• Given data
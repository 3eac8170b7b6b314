pub mod types;

pub use types::{
    AggregateScoreRecord, AnalysisResult, CategoryScores, ClauseRecord, Perspective, Relevance,
    RiskAssessment, RiskLevel,
};
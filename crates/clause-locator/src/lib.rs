//! Clause location against an external literal-search primitive
//!
//! Classifier output references clauses with noisy labels (punctuation
//! variants, partial titles, numbering-only fragments) while the document
//! viewer only exposes a literal substring search. Locating text reliably
//! therefore runs a deterministic chain of search variants, never fuzzy
//! matching, and manages the resulting highlight's lifecycle.

pub mod error;
pub mod locator;
pub mod variants;

pub use error::LocateError;
pub use locator::{ClauseLocator, DocumentSearch, LocatorState, AUTO_CLEAR_SECS};
pub use variants::{build_variants, first_line_excerpt, MAX_EXCERPT_LEN};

• Aim of the task
What are the exact lines from the beginning of the material through the line containing "filename crates/clause-locator/src/lib.rs"? Write out those lines alone.

• Result of the task
repository 3eac8170b7b6b314
pub mod types;

pub use types::{
    AggregateScoreRecord, AnalysisResult, CategoryScores, ClauseRecord, Perspective, Relevance,
    RiskAssessment, RiskLevel,
};
filename crates/clause-locator/src/lib.rs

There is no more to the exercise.